Son günlerde, hatta aylarda Çarşamba' da METRO yada diğer deyimle Galip Öztürk sevgi furyası aldı başını gidiyor...
Onu bilen, biliyor. Onun için karalama kampanyası yapanlardan çok, seveni olduğunu görmemek için kör olmak gerekmez mi? İşin aslı Galip Öztürk'ü 1991-1992 yılarında İstanbul eski Otogarında tanıdım. Mütevazi ve arı gibi çalışkan. O günlerde de o kadar insan sevgisi ve yardım heyecanı vardı ki! Görmeniz gerekirdi...
Çarşambanın bağrından çıkan yağız delikanlı genç adam İstanbul otogarında kurduğu METRO Turizm ile yola koyuldu.
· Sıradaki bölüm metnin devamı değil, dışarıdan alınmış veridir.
use once_cell::sync::Lazy;
use std::fmt;
use std::sync::atomic::{AtomicU64, Ordering};
use std::time::{Duration, Instant};

// The single, static reference point for all time calculations in the cache.
// It is initialized lazily on its first use.
static CACHE_EPOCH: Lazy<Instant> = Lazy::new(Instant::now);

/// A helper to get the current time as a `Duration` since the epoch.
#[inline]
pub(crate) fn now_duration() -> Duration {
  Instant::now().saturating_duration_since(*CACHE_EPOCH)
}

/// A monotonic time source for entry timestamps.
///
/// Readings are durations since an arbitrary fixed origin; only their
/// differences are meaningful.
pub trait Clock: Send + Sync + fmt::Debug {
  fn now(&self) -> Duration;
}

/// The process-wide monotonic clock.
#[derive(Debug, Clone, Copy, Default)]
pub struct SystemClock;

impl Clock for SystemClock {
  #[inline]
  fn now(&self) -> Duration {
    now_duration()
  }
}

/// A clock that only moves when told to. Intended for tests.
#[derive(Debug, Default)]
pub struct ManualClock {
  nanos: AtomicU64,
}

impl ManualClock {
  pub fn new() -> Self {
    Self::default()
  }

  /// Moves the clock forward by `by`.
  pub fn advance(&self, by: Duration) {
    self
      .nanos
      .fetch_add(by.as_nanos() as u64, Ordering::SeqCst);
  }

  /// Sets the absolute reading.
  pub fn set(&self, to: Duration) {
    self.nanos.store(to.as_nanos() as u64, Ordering::SeqCst);
  }
}

impl Clock for ManualClock {
  fn now(&self) -> Duration {
    Duration::from_nanos(self.nanos.load(Ordering::SeqCst))
  }
}

#[cfg(test)]
mod tests {
  use super::*;

  #[test]
  fn system_clock_is_monotonic() {
    let a = SystemClock.now();
    let b = SystemClock.now();
    assert!(b >= a);
  }

  #[test]
  fn manual_clock_moves_only_when_told() {
    let clock = ManualClock::new();
    assert_eq!(clock.now(), Duration::ZERO);
    clock.advance(Duration::from_millis(1500));
    assert_eq!(clock.now(), Duration::from_millis(1500));
    clock.set(Duration::from_secs(10));
    assert_eq!(clock.now(), Duration::from_secs(10));
  }
}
Eski İstanbul Anadolu Otogarı malum derme çatma binalardı. Ama o METRO'YU kurar kurmaz o derme çatma bina içinde adeta güller açan bir büro kurdu. Büroda hiç oturmadı. O tam tersine müdürleri ve diğer personelleri içerde sıcak yerde otururken, kendisi gelen yolcularının, gidecek yolcularının bavullarını taşırken çok gördüm...
Tığ gibi delikanlıydım ve yeni göreve başlamıştım. Yanıma geldi neresi diye sorduğunda "Çarşamba" deyince, "Vay toprağım gel yollayım seni memlekete" dedi ve bavulumu bizzat kendisi alarak büroya kadar götürdü. Bu kadar yardım sever, alçak gönüllü, makam mevkiyi sevmeyen bir kişiydi. İçeri girerken giyimime baktı ve mesleğimi sordu. Cevabı alınca beni birisine götürdü. İşte o gün Galip Öztürk ile yollarımız kaderimizin birleşmişti.
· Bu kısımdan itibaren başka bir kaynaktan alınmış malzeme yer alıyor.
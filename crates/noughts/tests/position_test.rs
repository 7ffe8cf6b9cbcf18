//! Tests for board positions.

use noughts::{Board, Cell, Player, Position};

#[test]
fn test_number_round_trip() {
    for n in 1..=9 {
        let pos = Position::from_number(n).expect("1-9 are valid position numbers");
        assert_eq!(pos.number(), n);
    }
}

#[test]
fn test_out_of_band_numbers() {
    assert_eq!(Position::from_number(0), None);
    assert_eq!(Position::from_number(10), None);
    assert_eq!(Position::from_number(u8::MAX), None);
}

#[test]
fn test_index_conversions() {
    assert_eq!(Position::TopLeft.to_index(), 0);
    assert_eq!(Position::Center.to_index(), 4);
    assert_eq!(Position::BottomRight.to_index(), 8);

    assert_eq!(Position::from_index(0), Some(Position::TopLeft));
    assert_eq!(Position::from_index(4), Some(Position::Center));
    assert_eq!(Position::from_index(8), Some(Position::BottomRight));
    assert_eq!(Position::from_index(9), None);
}

#[test]
fn test_number_and_index_agree() {
    // 1-9 numbering is the 0-8 row-major index shifted by one
    assert_eq!(Position::from_number(1), Position::from_index(0));
    assert_eq!(Position::from_number(5), Position::from_index(4));
    assert_eq!(Position::from_number(9), Position::from_index(8));
}

#[test]
fn test_labels() {
    assert_eq!(Position::TopLeft.label(), "Top-left");
    assert_eq!(Position::Center.to_string(), "Center");
}

#[test]
fn test_valid_moves_on_empty_board() {
    let board = Board::new();
    assert_eq!(Position::valid_moves(&board).len(), 9);
}

#[test]
fn test_valid_moves_filters_marked_cells() {
    let mut board = Board::new();
    board.set(Position::TopLeft, Cell::Marked(Player::X));
    board.set(Position::Center, Cell::Marked(Player::O));

    let valid = Position::valid_moves(&board);
    assert_eq!(valid.len(), 7);
    assert!(!valid.contains(&Position::TopLeft));
    assert!(!valid.contains(&Position::Center));
    assert!(valid.contains(&Position::BottomRight));
}
//! Board positions for the 3x3 grid.

use crate::types::Board;
use serde::{Deserialize, Serialize};
use tracing::instrument;

/// A position on the board, numbered 1-9 in row-major order.
#[derive(
    Debug, Clone, Copy, PartialEq, Eq, Hash, Serialize, Deserialize, strum::EnumIter,
)]
pub enum Position {
    /// Top-left (1).
    TopLeft,
    /// Top-center (2).
    TopCenter,
    /// Top-right (3).
    TopRight,
    /// Middle-left (4).
    MiddleLeft,
    /// Center (5).
    Center,
    /// Middle-right (6).
    MiddleRight,
    /// Bottom-left (7).
    BottomLeft,
    /// Bottom-center (8).
    BottomCenter,
    /// Bottom-right (9).
    BottomRight,
}

impl Position {
    /// Parses a 1-9 position number.
    #[instrument]
    pub fn from_number(number: u8) -> Option<Self> {
        if (1..=9).contains(&number) {
            Self::from_index(number as usize - 1)
        } else {
            None
        }
    }

    /// Returns the 1-9 position number.
    pub fn number(self) -> u8 {
        self.to_index() as u8 + 1
    }

    /// Creates a position from a 0-8 row-major index.
    #[instrument]
    pub fn from_index(index: usize) -> Option<Self> {
        match index {
            0 => Some(Position::TopLeft),
            1 => Some(Position::TopCenter),
            2 => Some(Position::TopRight),
            3 => Some(Position::MiddleLeft),
            4 => Some(Position::Center),
            5 => Some(Position::MiddleRight),
            6 => Some(Position::BottomLeft),
            7 => Some(Position::BottomCenter),
            8 => Some(Position::BottomRight),
            _ => None,
        }
    }

    /// Converts the position to a 0-8 row-major index.
    pub fn to_index(self) -> usize {
        match self {
            Position::TopLeft => 0,
            Position::TopCenter => 1,
            Position::TopRight => 2,
            Position::MiddleLeft => 3,
            Position::Center => 4,
            Position::MiddleRight => 5,
            Position::BottomLeft => 6,
            Position::BottomCenter => 7,
            Position::BottomRight => 8,
        }
    }

    /// Display label for this position.
    pub fn label(&self) -> &'static str {
        match self {
            Position::TopLeft => "Top-left",
            Position::TopCenter => "Top-center",
            Position::TopRight => "Top-right",
            Position::MiddleLeft => "Middle-left",
            Position::Center => "Center",
            Position::MiddleRight => "Middle-right",
            Position::BottomLeft => "Bottom-left",
            Position::BottomCenter => "Bottom-center",
            Position::BottomRight => "Bottom-right",
        }
    }

    /// Returns the positions whose cells are empty on `board`.
    #[instrument(skip(board))]
    pub fn valid_moves(board: &Board) -> Vec<Position> {
        <Position as strum::IntoEnumIterator>::iter()
            .filter(|pos| board.is_empty(*pos))
            .collect()
    }
}

impl std::fmt::Display for Position {
    fn fmt(&self, f: &mut std::fmt::Formatter<'_>) -> std::fmt::Result {
        write!(f, "{}", self.label())
    }
}
//! UI rendering using ratatui.

mod board;

use super::app::App;
use ratatui::{
    Frame,
    layout::{Alignment, Constraint, Direction, Layout},
    style::{Color, Modifier, Style},
    widgets::{Block, Borders, Paragraph},
};

pub use board::render_board;

/// Draws the main UI.
pub fn draw(f: &mut Frame, app: &App) {
    let chunks = Layout::default()
        .direction(Direction::Vertical)
        .constraints([
            Constraint::Length(3),
            Constraint::Min(0),
            Constraint::Length(3),
            Constraint::Length(3),
        ])
        .split(f.area());

    let title = Paragraph::new("Noughts & Crosses")
        .style(Style::default().fg(Color::Cyan).add_modifier(Modifier::BOLD))
        .alignment(Alignment::Center)
        .block(Block::default().borders(Borders::ALL));
    f.render_widget(title, chunks[0]);

    render_board(f, chunks[1], app.state());

    let status = Paragraph::new(app.status())
        .style(Style::default().fg(Color::Yellow))
        .alignment(Alignment::Center)
        .block(Block::default().borders(Borders::ALL).title("Status"));
    f.render_widget(status, chunks[2]);

    let help = Paragraph::new("1-9: place mark | R: new round | Q: quit")
        .style(Style::default().fg(Color::DarkGray))
        .alignment(Alignment::Center)
        .block(Block::default().borders(Borders::ALL));
    f.render_widget(help, chunks[3]);
}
Yılar yılı Öztürk hep aynı kaldı ama METRO Turizm onun hayallerinde ki gibi büyüdü gelişti ve ülkenin bir numarasına yerleşti. Olan da ondan sonra oldu. Onun kurduğu firma yıllar sonra devasa bir Holding olunca kem gözler ona çevrildi. O hayalleri için çok bedeller öderken bile memleketini unutmadı. Sonra memleketinin sınırlarını aştı METRO Turizmin gittiği her yere bir eserle adını pekiştirmeye başladı. Bu elbette ki birilerini rahatsız ederken bazılarının da adeta iştahını kabarttı. Çok iyi biliyorum...
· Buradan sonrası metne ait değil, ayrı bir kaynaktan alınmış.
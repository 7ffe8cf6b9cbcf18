//! Game-state engine for 3x3 noughts and crosses.
//!
//! The engine owns all game state and is the single source of truth for
//! move legality, mutation, and outcome:
//!
//! - [`GameInProgress`] and [`GameFinished`] encode the game phase in the
//!   type system; a finished game has no move-accepting method.
//! - [`GameState`] is a serializable view over the phases, exposing the
//!   new-game / apply-move contract to callers that want a single type.
//! - [`Game`] is a small mutable facade for interactive front ends.
//!
//! # Example
//!
//! ```
//! use noughts::{GameState, Position};
//!
//! let game = GameState::new_game();
//! let game = game.apply_move(Position::Center)?;
//! assert!(!game.is_over());
//! # Ok::<(), noughts::MoveError>(())
//! ```

#![warn(missing_docs)]
#![forbid(unsafe_code)]

mod action;
mod contracts;
mod engine;
mod invariants;
mod position;
mod rules;
mod state;
mod types;

pub use action::{Move, MoveError};
pub use contracts::{CellIsEmpty, Contract, MoveContract};
pub use engine::{GameFinished, GameInProgress, GameTransition, Outcome};
pub use invariants::{
    AlternatingTurns, EngineInvariants, HistoryConsistent, Invariant, InvariantSet,
    InvariantViolation, MonotonicBoard,
};
pub use position::Position;
pub use rules::{check_draw, check_win, check_winner, is_full};
pub use state::{Game, GameState};
pub use types::{Board, Cell, Player};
Bir ara birileri yılbaşı takvimlerini basmak için, kataloglarını yapmak ve matbu işleri için çok uğraştı. Onu geçin otobüslerde ki çay servislerinde bile Öztürk hep kendi memleketinin insanları kalkınsın diyerek onlardan çay aldı. Başka hiç kimseye kapıyı açmadı. Yıllar geçti ve sonunda o devasa gelir ve aynı orantıda ki yardımları ülke genelinde artınca birileri telaşa kapılarak onun ayağını kaydırma adına olsa gerek tezgahlara başladı.
Sonunda ilk gün ki kurduğu tertemiz firmasına sızan bazıları onun yıkılması için düğmeye bastığı iddia edildi. Ve sonunda tutuklandı. Bu tutuklanma karşısında kanunlar, devlet halıdır orası bizim bilgimiz dışında ama, Onu sevenleri imza kampanyasına başladı. O toplanan imzaları AK Parti Genel Merkezine ulaştırdı. Tutukluluk süresi böylece sona erdi.
Tam yeniden kaldığı yerden yardımlara, eserlerine devam edecek diye beklerken kara haber geldi ve yeniden, bir davadan ceza aldı. Kanun yalan söylemez ama, sevenleri bir türlü bu karara ve iddialara inanmadı ve hala inanamıyor...
Sevenleri bu defa onun kendisinin açıklamalarına da bakınca yeniden yola çıktı ve "Galip Öztürk' e yeniden Adil Yargılanma hakkı istiyoruz" diyerek kampanya başlattı. Öztürk'ün haberi olmadan başlayan bu kampanya 200 bini geçti. Öztürk'ün son mektubunda dile getirdiği gibi kampanyada destek verenlerin sayısı Samsun' dan 2 Milletvekili çıkartacak güce ulaştı. Tam da Milletvekilliğine adının geçtiği döneme denk gelmesi şaşırtıcı değil mi?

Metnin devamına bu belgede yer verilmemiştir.